Your objective — For the records below, print the lines from the line with "let mut file" through the line with "pub fn grammar_syntax_errors_are_fatal()" exactly as written; include both end lines and exclude the rest.

Segment Start: Exercise input

//! C ABI entry points.
//!
//! Parameter types are host primitives (integers and C strings, possibly
//! null). Every export converts defensively and wraps its body in
//! `catch_unwind`; a panic anywhere downstream is contained here and
//! answered with the benign default for the entry point.

use std::ffi::{CStr, c_char, c_int, c_long};
use std::panic::{self, AssertUnwindSafe};
use std::sync::{Arc, OnceLock};

use tracing::error;
use tunbridge_core::{NoopEngine, TunEngine};

use crate::bridge::Bridge;
use crate::logger::{self, LogCallback};

static BRIDGE: OnceLock<Bridge> = OnceLock::new();

/// Install the real engine collaborator before the first foreign call.
///
/// The C entry points lazily fall back to a [`NoopEngine`] placeholder, so
/// an embedder that links a real engine must install it during its own
/// initialization. Returns `false` when the bridge already exists (the
/// installed engine is then dropped).
pub fn install_engine(engine: Arc<dyn TunEngine>) -> bool {
    logger::init_tracing();
    BRIDGE.set(Bridge::new(engine)).is_ok()
}

fn bridge() -> &'static Bridge {
    BRIDGE.get_or_init(|| {
        logger::init_tracing();
        Bridge::new(Arc::new(NoopEngine))
    })
}

/// Borrowed C string to owned Rust string: null becomes empty, invalid
/// UTF-8 is replaced, surrounding whitespace is trimmed.
unsafe fn cstr_arg(ptr: *const c_char) -> String {
    if ptr.is_null() {
        return String::new();
    }
    unsafe { CStr::from_ptr(ptr) }
        .to_string_lossy()
        .trim()
        .to_string()
}

/// Nothing may unwind across the C boundary.
fn contained(entry_point: &str, f: impl FnOnce()) {
    if panic::catch_unwind(AssertUnwindSafe(f)).is_err() {
        error!(entry_point, "panic contained at foreign boundary");
    }
}

#[unsafe(no_mangle)]
pub unsafe extern "C" fn tunbridge_start(
    tun_fd: c_int,
    proxy_type: *const c_char,
    server: *const c_char,
    port: c_int,
    username: *const c_char,
    password: *const c_char,
) {
    contained("tunbridge_start", || {
        let proxy_type = unsafe { cstr_arg(proxy_type) };
        let server = unsafe { cstr_arg(server) };
        let username = unsafe { cstr_arg(username) };
        let password = unsafe { cstr_arg(password) };
        bridge().start(tun_fd, &proxy_type, &server, port, &username, &password);
    });
}

#[unsafe(no_mangle)]
pub unsafe extern "C" fn tunbridge_start_with_url(tun_fd: c_int, proxy_url: *const c_char) {
    contained("tunbridge_start_with_url", || {
        let proxy_url = unsafe { cstr_arg(proxy_url) };
        bridge().start_with_url(tun_fd, &proxy_url);
    });
}

/// Identical to [`tunbridge_start_with_url`]; kept because existing hosts
/// call both names.
#[unsafe(no_mangle)]
pub unsafe extern "C" fn tunbridge_start_with_config(tun_fd: c_int, proxy_url: *const c_char) {
    unsafe { tunbridge_start_with_url(tun_fd, proxy_url) }
}

#[unsafe(no_mangle)]
pub extern "C" fn tunbridge_stop() {
    contained("tunbridge_stop", || bridge().stop());
}

/// Identical to [`tunbridge_stop`]; kept because existing hosts call both
/// names.
#[unsafe(no_mangle)]
pub extern "C" fn tunbridge_stop_with_logger() {
    contained("tunbridge_stop_with_logger", || bridge().stop());
}

/// `1` while an engine is running, `0` otherwise. A liveness flag, not a
/// traffic counter.
#[unsafe(no_mangle)]
pub extern "C" fn tunbridge_get_stats() -> c_long {
    panic::catch_unwind(AssertUnwindSafe(|| bridge().status() as c_long)).unwrap_or_else(|_| {
        error!("panic contained at foreign boundary in tunbridge_get_stats");
        0
    })
}

#[unsafe(no_mangle)]
pub extern "C" fn tunbridge_set_timeout(timeout_ms: c_int) {
    contained("tunbridge_set_timeout", || bridge().set_timeout(timeout_ms));
}

#[unsafe(no_mangle)]
pub extern "C" fn tunbridge_set_log_callback(callback: Option<LogCallback>) {
    contained("tunbridge_set_log_callback", || {
        logger::set_log_callback(callback)
    });
}

/// Link-check constants so a host can verify the foreign-call path is
/// wired before touching the real entry points.
#[unsafe(no_mangle)]
pub extern "C" fn tunbridge_self_test() -> c_long {
    12345
}

#[unsafe(no_mangle)]
pub extern "C" fn tunbridge_self_test2() -> c_long {
    54321
}

#[cfg(test)]
mod tests {
    use super::*;
    use std::ffi::CString;
    use std::ptr;

    #[test]
    fn test_self_test_constants() {
        assert_eq!(tunbridge_self_test(), 12345);
        assert_eq!(tunbridge_self_test2(), 54321);
    }

    // One sequential test over the shared global bridge: parallel tests
    // would race on its state.
    #[test]
    fn test_foreign_call_roundtrip() {
        // Null pointers must be benign; empty proxy type is rejected
        unsafe {
            tunbridge_start(1, ptr::null(), ptr::null(), 0, ptr::null(), ptr::null());
        }

        // Garbage URL is rejected
        let garbage = CString::new("nonsense").unwrap();
        unsafe {
            tunbridge_start_with_url(3, garbage.as_ptr());
        }
        assert_eq!(tunbridge_get_stats(), 0);

        // Valid parameters start the (noop) engine
        let proxy_type = CString::new("socks5").unwrap();
        let server = CString::new("example.com").unwrap();
        let empty = CString::new("").unwrap();
        unsafe {
            tunbridge_start(
                10,
                proxy_type.as_ptr(),
                server.as_ptr(),
                1080,
                empty.as_ptr(),
                empty.as_ptr(),
            );
        }
        assert_eq!(tunbridge_get_stats(), 1);

        tunbridge_set_timeout(3000);
        assert_eq!(tunbridge_get_stats(), 1);

        // Stop twice: second is a no-op, both benign
        tunbridge_stop();
        assert_eq!(tunbridge_get_stats(), 0);
        tunbridge_stop_with_logger();
        assert_eq!(tunbridge_get_stats(), 0);

        // The config-named alias behaves exactly like start_with_url
        let url = CString::new("socks5://1.2.3.4:1080").unwrap();
        unsafe {
            tunbridge_start_with_config(10, url.as_ptr());
        }
        assert_eq!(tunbridge_get_stats(), 1);
        tunbridge_stop();
        assert_eq!(tunbridge_get_stats(), 0);
    }
}
// yaff-kit/src/glyph.rs
//
// Copyright © 2018 The Pathfinder Project Developers.
//
// Licensed under the Apache License, Version 2.0 <LICENSE-APACHE or
// http://www.apache.org/licenses/LICENSE-2.0> or the MIT license
// <LICENSE-MIT or http://opensource.org/licenses/MIT>, at your
// option. This file may not be copied, modified, or distributed
// except according to those terms.

//! Compiled, immutable glyphs.

use pathfinder_geometry::rect::RectI;
use pathfinder_geometry::vector::Vector2I;
use std::cmp;
use std::thread;

use crate::canvas::{Canvas, Format};
use crate::document::{GlyphSource, Ink};
use crate::label::Label;

// Below this many glyphs, spawning threads costs more than it saves.
const PARALLEL_COMPILE_THRESHOLD: usize = 256;

/// A glyph ready for rendering.
///
/// The advance box of a glyph is `left_bearing + raster_width + right_bearing` wide. Its
/// raster sits `shift_up` pixels above the baseline.
#[derive(Clone, Debug, PartialEq)]
pub struct Glyph {
    /// The decoded bitmap. Blank glyphs carry a 1×1 transparent placeholder.
    pub image: Canvas,
    /// The width of the raster, in pixels. 0 for blank glyphs.
    pub raster_width: i32,
    /// The height of the raster, in pixels. 0 for blank glyphs.
    pub raster_height: i32,
    /// Space before the raster, in pixels.
    pub left_bearing: i32,
    /// Space after the raster, in pixels.
    pub right_bearing: i32,
    /// How far the raster is raised above the baseline, in pixels.
    pub shift_up: i32,
    /// `left_bearing + raster_width + right_bearing`.
    pub bounding_width: i32,
    /// `raster_height + |shift_up|`.
    pub bounding_height: i32,
    /// The labels the glyph was declared with.
    pub labels: Vec<Label>,
    /// True if and only if the glyph was declared without ink.
    pub blank: bool,
}

impl Glyph {
    /// Compiles a glyph source. `global_shift_up` applies unless the glyph sets its own.
    pub fn compile(source: GlyphSource, global_shift_up: i32) -> Glyph {
        let (image, blank) = match source.ink {
            Ink::Raster(raster) => (
                Canvas::from_pixels(
                    Vector2I::new(raster.width() as i32, raster.height() as i32),
                    Format::Rgba32,
                    raster.into_pixels(),
                ),
                false,
            ),
            Ink::Blank => (Canvas::new(Vector2I::new(1, 1), Format::Rgba32), true),
        };
        let (raster_width, raster_height) = if blank {
            (0, 0)
        } else {
            (image.size.x(), image.size.y())
        };

        let left_bearing = source.props.left_bearing.unwrap_or(0);
        let right_bearing = source.props.right_bearing.unwrap_or(0);
        let shift_up = source.props.shift_up.unwrap_or(global_shift_up);

        Glyph {
            image,
            raster_width,
            raster_height,
            left_bearing,
            right_bearing,
            shift_up,
            bounding_width: left_bearing + raster_width + right_bearing,
            bounding_height: raster_height + shift_up.abs(),
            labels: source.labels,
            blank,
        }
    }

    /// Returns the raster size.
    #[inline]
    pub fn raster_size(&self) -> Vector2I {
        Vector2I::new(self.raster_width, self.raster_height)
    }

    /// Returns the advance box size.
    #[inline]
    pub fn bounding_size(&self) -> Vector2I {
        Vector2I::new(self.bounding_width, self.bounding_height)
    }

    /// Returns the pixel boundaries of the raster relative to the pen position on the
    /// baseline. The origin of the coordinate space is at the top left, so y grows downwards.
    #[inline]
    pub fn raster_bounds(&self) -> RectI {
        RectI::new(
            Vector2I::new(self.left_bearing, -(self.raster_height + self.shift_up)),
            self.raster_size(),
        )
    }
}

/// Compiles glyph sources, preserving their order.
///
/// Glyphs don't depend on each other, so large fonts are compiled on several threads.
pub fn compile_glyphs(sources: Vec<GlyphSource>, global_shift_up: i32) -> Vec<Glyph> {
    let threads = thread::available_parallelism()
        .map(|count| count.get())
        .unwrap_or(1);
    if threads < 2 || sources.len() < PARALLEL_COMPILE_THRESHOLD {
        return sources
            .into_iter()
            .map(|source| Glyph::compile(source, global_shift_up))
            .collect();
    }

    let chunk_size = cmp::max(1, (sources.len() + threads - 1) / threads);
    let mut chunks: Vec<Vec<GlyphSource>> = vec![];
    let mut sources = sources.into_iter().peekable();
    while sources.peek().is_some() {
        chunks.push(sources.by_ref().take(chunk_size).collect());
    }

    thread::scope(|scope| {
        let workers: Vec<_> = chunks
            .into_iter()
            .map(|chunk| {
                scope.spawn(move || {
                    chunk
                        .into_iter()
                        .map(|source| Glyph::compile(source, global_shift_up))
                        .collect::<Vec<Glyph>>()
                })
            })
            .collect();
        workers
            .into_iter()
            .flat_map(|worker| match worker.join() {
                Ok(glyphs) => glyphs,
                Err(panic) => std::panic::resume_unwind(panic),
            })
            .collect()
    })
}
// yaff-kit/tests/tests.rs
//
// Copyright © 2019 The Pathfinder Project Developers.
//
// Licensed under the Apache License, Version 2.0 <LICENSE-APACHE or
// http://www.apache.org/licenses/LICENSE-2.0> or the MIT license
// <LICENSE-MIT or http://opensource.org/licenses/MIT>, at your
// option. This file may not be copied, modified, or distributed
// except according to those terms.

// General tests.

use pathfinder_geometry::vector::Vector2I;
use serde_json::json;
use std::fs::File;
use std::io::Read;
use std::ptr;

use yaff_kit::document::{GlyphProperties, GlyphSource, Ink, RasterInk};
use yaff_kit::error::FontLoadingError;
use yaff_kit::font::Font;
use yaff_kit::glyph::Glyph;
use yaff_kit::label::Label;
use yaff_kit::parse_tree::{
    Grammar, ParseTree, PreParsed, RawEntry, RawGlyph, RawInk, RawLabel, SyntaxError,
};
use yaff_kit::properties::{DefaultChar, Dpi, Spacing};

static TEST_FONT_FILE_PATH: &'static str = "resources/tests/fixed-4x6.json";
static TEST_FONT_NAME: &'static str = "Fixed 4x6";
static IRREGULAR_FONT_FILE_PATH: &'static str = "resources/tests/irregular.json";

fn load_test_font() -> Font {
    Font::from_path(TEST_FONT_FILE_PATH, &PreParsed).unwrap()
}

fn font_from_json(json: serde_json::Value) -> Result<Font, FontLoadingError> {
    let values = match json {
        serde_json::Value::Array(values) => values,
        other => panic!("expected an array, got {}", other),
    };
    Font::from_parse_tree(&ParseTree::from_values(values))
}

fn glyph_entry(label: serde_json::Value, ink: serde_json::Value) -> serde_json::Value {
    json!({"type": "glyph", "labels": [label], "ink": ink, "props": []})
}

#[test]
pub fn load_font_from_path() {
    let font = load_test_font();
    assert_eq!(font.full_name(), TEST_FONT_NAME);
    assert_eq!(font.family_name(), "Fixed");
    assert!(font.is_monospace());
}

#[test]
pub fn load_font_from_source_text() {
    let mut file = File::open(TEST_FONT_FILE_PATH).unwrap();
    let mut source = String::new();
    file.read_to_string(&mut source).unwrap();
    let font = Font::load(&source, &PreParsed).unwrap();
    assert_eq!(font.full_name(), TEST_FONT_NAME);
}

#[test]
pub fn load_font_with_custom_grammar() {
    let grammar = |source: &str| -> Result<ParseTree, SyntaxError> {
        if source.is_empty() {
            return Err(SyntaxError {
                line: 1,
                column: 1,
                message: "empty font".to_owned(),
            });
        }
        let mut tree = ParseTree::new();
        tree.push(RawEntry::property("name", source));
        tree.push(
            RawGlyph::new(vec![RawLabel::character("'x'")], RawInk::rows(vec!["@.@", ".@."]))
                .into(),
        );
        Ok(tree)
    };
    let font = Font::load("Custom", &grammar).unwrap();
    assert_eq!(font.full_name(), "Custom");
    assert_eq!(font.glyph_for_char('x').unwrap().raster_width, 3);

    match Font::load("", &grammar) {
        Err(FontLoadingError::Syntax(error)) => assert_eq!(error.message, "empty font"),
        other => panic!("expected a syntax error, got {:?}", other.map(|font| font.full_name())),
    }
}

#[test]
pub fn grammar_syntax_errors_are_fatal() {
    match Font::load("[{\"type\": \"property\",", &PreParsed) {
        Err(FontLoadingError::Syntax(_)) => {}
        other => panic!("expected a syntax error, got {:?}", other.map(|font| font.full_name())),
    }
    assert!(PreParsed.parse("not json").is_err());
}

#[test]
pub fn missing_file_is_an_io_error() {
    match Font::from_path("resources/tests/does-not-exist.json", &PreParsed) {
        Err(FontLoadingError::Io(_)) => {}
        other => panic!("expected an I/O error, got {:?}", other.map(|font| font.full_name())),
    }
}

#[test]
pub fn get_font_properties() {
    let font = load_test_font();
    let properties = font.properties();
    assert_eq!(properties.spacing, Some(Spacing::CharacterCell));
    assert_eq!(properties.shift_up, Some(-1));
    assert_eq!(properties.dpi, Some(Dpi::Number(96.0)));
    assert_eq!(properties.default_char, Some(DefaultChar::Missing));
    assert_eq!(font.default_cell_size(), Some(Vector2I::new(4, 6)));
}

#[test]
pub fn malformed_glyphs_are_dropped() {
    let font = load_test_font();
    // A, B, C, the middle dot and the missing glyph, plus a synthesized space.
    assert_eq!(font.glyph_count(), 6);
    let c = font.glyph_for_char('C').unwrap();
    assert_eq!(c.labels, vec![Label::Character('C')]);
    assert!(font.glyphs().iter().all(|glyph| !glyph
        .labels
        .iter()
        .any(|label| *label == Label::Character('x'))));
}

#[test]
pub fn glyph_inherits_global_shift_up() {
    let font = load_test_font();
    let a = font.glyph_for_char('A').unwrap();
    assert_eq!(a.shift_up, -1);
    assert_eq!(a.raster_size(), Vector2I::new(4, 6));
    assert_eq!(a.bounding_height, 7);

    let dot = font.glyph_by_name("middle dot").and_then(|id| font.glyph(id)).unwrap();
    assert_eq!(dot.shift_up, 2);
    assert_eq!(dot.left_bearing, 1);
    assert_eq!(dot.right_bearing, 2);
    assert_eq!(dot.bounding_width, 4);
}

#[test]
pub fn get_glyph_for_char_code() {
    let font = load_test_font();
    assert_eq!(font.glyph_id_for_char_code(0x41), Some(0));
    assert_eq!(font.glyph_id_for_char_code(66), Some(1));
    assert_eq!(font.glyph_id_for_char_code(0o177), Some(4));
    // The middle dot is only tagged `U+00B7`, which also registers it as a Unicode scalar.
    assert_eq!(font.glyph_id_for_char_code(0xb7), Some(3));
    assert_eq!(font.glyph_id_for_character("·"), Some(3));
}

#[test]
pub fn unresolved_characters_use_default_glyph() {
    let font = load_test_font();
    let missing = font.glyph_by_name("missing").unwrap();
    assert_eq!(font.glyph_id_for_character("Z"), Some(missing));
    assert_eq!(font.glyph_id_for_char_code(0x5a), Some(missing));
    assert!(ptr::eq(font.default_glyph().unwrap(), font.glyph(missing).unwrap()));
    assert_eq!(font.glyph_by_name("Z"), None);
}

#[test]
pub fn repeated_lookups_return_the_same_glyph() {
    let font = load_test_font();
    let first = font.glyph_for_char('A').unwrap();
    let second = font.glyph_for_character("A").unwrap();
    let third = font.glyph_for_char_code(0x41).unwrap();
    assert!(ptr::eq(first, second));
    assert!(ptr::eq(first, third));
}

#[test]
pub fn synthesized_space_glyph() {
    let font = font_from_json(json!([
        {"type": "property", "key": "cell-size", "val": "8x16"},
        glyph_entry(json!({"type": "character", "label": "'A'"}), json!(["@"])),
    ]))
    .unwrap();
    let by_char = font.glyph_for_char(' ').unwrap();
    let by_code = font.glyph_for_char_code(32).unwrap();
    let by_tag = font.glyph_by_name(" ").and_then(|id| font.glyph(id)).unwrap();
    assert!(ptr::eq(by_char, by_code));
    assert!(ptr::eq(by_char, by_tag));
    assert_eq!(by_char.raster_size(), Vector2I::new(8, 16));
    assert_eq!(by_char.image.size, Vector2I::new(8, 16));
    assert!(by_char.image.is_transparent());
    assert!(!by_char.blank);
}

#[test]
pub fn space_is_not_synthesized_when_mapped() {
    let font = font_from_json(json!([
        {"type": "property", "key": "cell-size", "val": "8x16"},
        glyph_entry(json!({"type": "tag", "label": " "}), json!("-")),
    ]))
    .unwrap();
    assert_eq!(font.glyph_count(), 1);
    assert!(font.glyph_for_char(' ').unwrap().blank);
}

#[test]
pub fn space_is_not_synthesized_when_mapped_by_code_point() {
    let font = font_from_json(json!([
        {"type": "property", "key": "cell-size", "val": "8x16"},
        glyph_entry(json!({"type": "codePoint", "label": ["0x20"]}), json!(["@@", "@@"])),
    ]))
    .unwrap();
    assert_eq!(font.glyph_count(), 1);
    assert_eq!(font.glyph_id_for_character(" "), Some(0));
    assert_eq!(font.glyph_id_for_char_code(32), Some(0));
}

#[test]
pub fn space_is_not_synthesized_without_cell_size() {
    let font = font_from_json(json!([
        {"type": "property", "key": "cell-size", "val": "big"},
        glyph_entry(json!({"type": "character", "label": "'A'"}), json!(["@"])),
    ]))
    .unwrap();
    assert_eq!(font.glyph_count(), 1);
    assert!(font.glyph_for_char(' ').is_none());
}

#[test]
pub fn blank_glyph_ignores_cell_size() {
    let font = font_from_json(json!([
        {"type": "property", "key": "cell-size", "val": "8x16"},
        {"type": "property", "key": "shift-up", "val": "-3"},
        glyph_entry(json!({"type": "character", "label": "'_'"}), json!("-")),
    ]))
    .unwrap();
    let glyph = font.glyph_for_char('_').unwrap();
    assert!(glyph.blank);
    assert_eq!(glyph.raster_size(), Vector2I::new(0, 0));
    assert_eq!(glyph.bounding_height, 3);
}

#[test]
pub fn irregular_raster_is_fatal() {
    match Font::from_path(IRREGULAR_FONT_FILE_PATH, &PreParsed) {
        Err(FontLoadingError::Validation { location, .. }) => {
            assert_eq!(location, "glyph 1 ink row 3")
        }
        other => panic!("expected a validation error, got {:?}", other.map(|font| font.full_name())),
    }
}

#[test]
pub fn uniform_raster_loads() {
    let font = font_from_json(json!([glyph_entry(
        json!({"type": "character", "label": "'A'"}),
        json!(["@.@", ".@.", "@.@"])
    )]))
    .unwrap();
    assert_eq!(font.glyph_for_char('A').unwrap().raster_size(), Vector2I::new(3, 3));
}

#[test]
pub fn character_map_beats_unicode_map() {
    let font = font_from_json(json!([
        glyph_entry(json!({"type": "character", "label": "'A'"}), json!(["@"])),
        glyph_entry(json!({"type": "character", "label": "u+0041"}), json!(["@@"])),
    ]))
    .unwrap();
    assert_eq!(font.glyph_id_for_character("A"), Some(0));
    // Numeric lookups don't use the character map.
    assert_eq!(font.glyph_id_for_char_code(0x41), Some(1));
}

#[test]
pub fn char_codes_never_resolve_tags() {
    let font = font_from_json(json!([glyph_entry(
        json!({"type": "tag", "label": "A"}),
        json!(["@"])
    )]))
    .unwrap();
    assert_eq!(font.glyph_id_for_character("A"), Some(0));
    assert_eq!(font.glyph_id_for_char_code(0x41), None);
}

#[test]
pub fn whole_string_resolves_tags() {
    let font = font_from_json(json!([glyph_entry(
        json!({"type": "tag", "label": "arrow"}),
        json!(["@"])
    )]))
    .unwrap();
    assert_eq!(font.glyph_id_for_character("arrow"), Some(0));
    assert_eq!(font.glyph_id_for_character("a"), None);
}

#[test]
pub fn later_glyphs_win_collisions() {
    let font = font_from_json(json!([
        glyph_entry(json!({"type": "codePoint", "label": ["65"]}), json!(["@"])),
        glyph_entry(json!({"type": "codePoint", "label": ["0x41", "0x61"]}), json!(["@@"])),
    ]))
    .unwrap();
    assert_eq!(font.glyph_id_for_char_code(65), Some(1));
    assert_eq!(font.glyph_id_for_char_code(0x61), None);
}

#[test]
pub fn numeric_default_char() {
    let font = font_from_json(json!([
        {"type": "property", "key": "default-char", "val": "0x3f"},
        glyph_entry(json!({"type": "character", "label": "'?'"}), json!(["@"])),
        glyph_entry(json!({"type": "default"}), json!(["@@"])),
    ]))
    .unwrap();
    assert_eq!(font.glyph_id_for_character("Z"), Some(0));
}

#[test]
pub fn default_label_is_kept_without_default_char() {
    let font = font_from_json(json!([
        glyph_entry(json!({"type": "character", "label": "'?'"}), json!(["@"])),
        glyph_entry(json!({"type": "default"}), json!(["@@"])),
    ]))
    .unwrap();
    assert_eq!(font.glyph_id_for_character("Z"), Some(1));
}

#[test]
pub fn unresolvable_default_char_keeps_default_label() {
    let font = font_from_json(json!([
        {"type": "property", "key": "default-char", "val": "missing"},
        glyph_entry(json!({"type": "default"}), json!(["@@"])),
    ]))
    .unwrap();
    assert_eq!(font.glyph_id_for_char_code(7), Some(0));
}

#[test]
pub fn unparsable_label_keeps_other_glyphs() {
    let font = font_from_json(json!([
        glyph_entry(json!({"type": "character", "label": "'A'"}), json!(["@"])),
        glyph_entry(json!({"type": "codePoint", "label": ["twelve"]}), json!(["@"])),
        glyph_entry(json!({"type": "character"}), json!(["@"])),
        glyph_entry(json!({"type": "character", "label": "'B'"}), json!(["@"])),
    ]))
    .unwrap();
    assert_eq!(font.glyph_count(), 2);
    assert!(font.glyph_for_char('A').is_some());
    assert!(font.glyph_for_char('B').is_some());
}

#[test]
pub fn property_coercion() {
    let font = font_from_json(json!([{"type": "property", "key": "dpi", "val": "96"}])).unwrap();
    assert_eq!(font.properties().dpi, Some(Dpi::Number(96.0)));

    match font_from_json(json!([{"type": "property", "key": "spacing", "val": "cursive"}])) {
        Err(FontLoadingError::Validation { location, .. }) => {
            assert_eq!(location, "property spacing")
        }
        other => panic!("expected a validation error, got {:?}", other.map(|font| font.full_name())),
    }
}

#[test]
pub fn font_is_send_and_sync() {
    fn assert_send_sync<T: Send + Sync>() {}
    assert_send_sync::<Font>();
}

#[test]
pub fn compile_glyph_from_public_raster() {
    let source = GlyphSource {
        labels: vec![Label::Tag("box".to_owned())],
        ink: Ink::Raster(RasterInk::transparent(3, 2)),
        props: GlyphProperties::default(),
    };
    let glyph = Glyph::compile(source, 1);
    assert_eq!(glyph.image.size, Vector2I::new(3, 2));
    assert_eq!(glyph.raster_size(), Vector2I::new(3, 2));
    assert!(glyph.image.is_transparent());
}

Segment End: Exercise input

Reply to the task —
    let mut file = File::open(TEST_FONT_FILE_PATH).unwrap();
    let mut source = String::new();
    file.read_to_string(&mut source).unwrap();
    let font = Font::load(&source, &PreParsed).unwrap();
    assert_eq!(font.full_name(), TEST_FONT_NAME);
}

#[test]
pub fn load_font_with_custom_grammar() {
    let grammar = |source: &str| -> Result<ParseTree, SyntaxError> {
        if source.is_empty() {
            return Err(SyntaxError {
                line: 1,
                column: 1,
                message: "empty font".to_owned(),
            });
        }
        let mut tree = ParseTree::new();
        tree.push(RawEntry::property("name", source));
        tree.push(
            RawGlyph::new(vec![RawLabel::character("'x'")], RawInk::rows(vec!["@.@", ".@."]))
                .into(),
        );
        Ok(tree)
    };
    let font = Font::load("Custom", &grammar).unwrap();
    assert_eq!(font.full_name(), "Custom");
    assert_eq!(font.glyph_for_char('x').unwrap().raster_width, 3);

    match Font::load("", &grammar) {
        Err(FontLoadingError::Syntax(error)) => assert_eq!(error.message, "empty font"),
        other => panic!("expected a syntax error, got {:?}", other.map(|font| font.full_name())),
    }
}

#[test]
pub fn grammar_syntax_errors_are_fatal() {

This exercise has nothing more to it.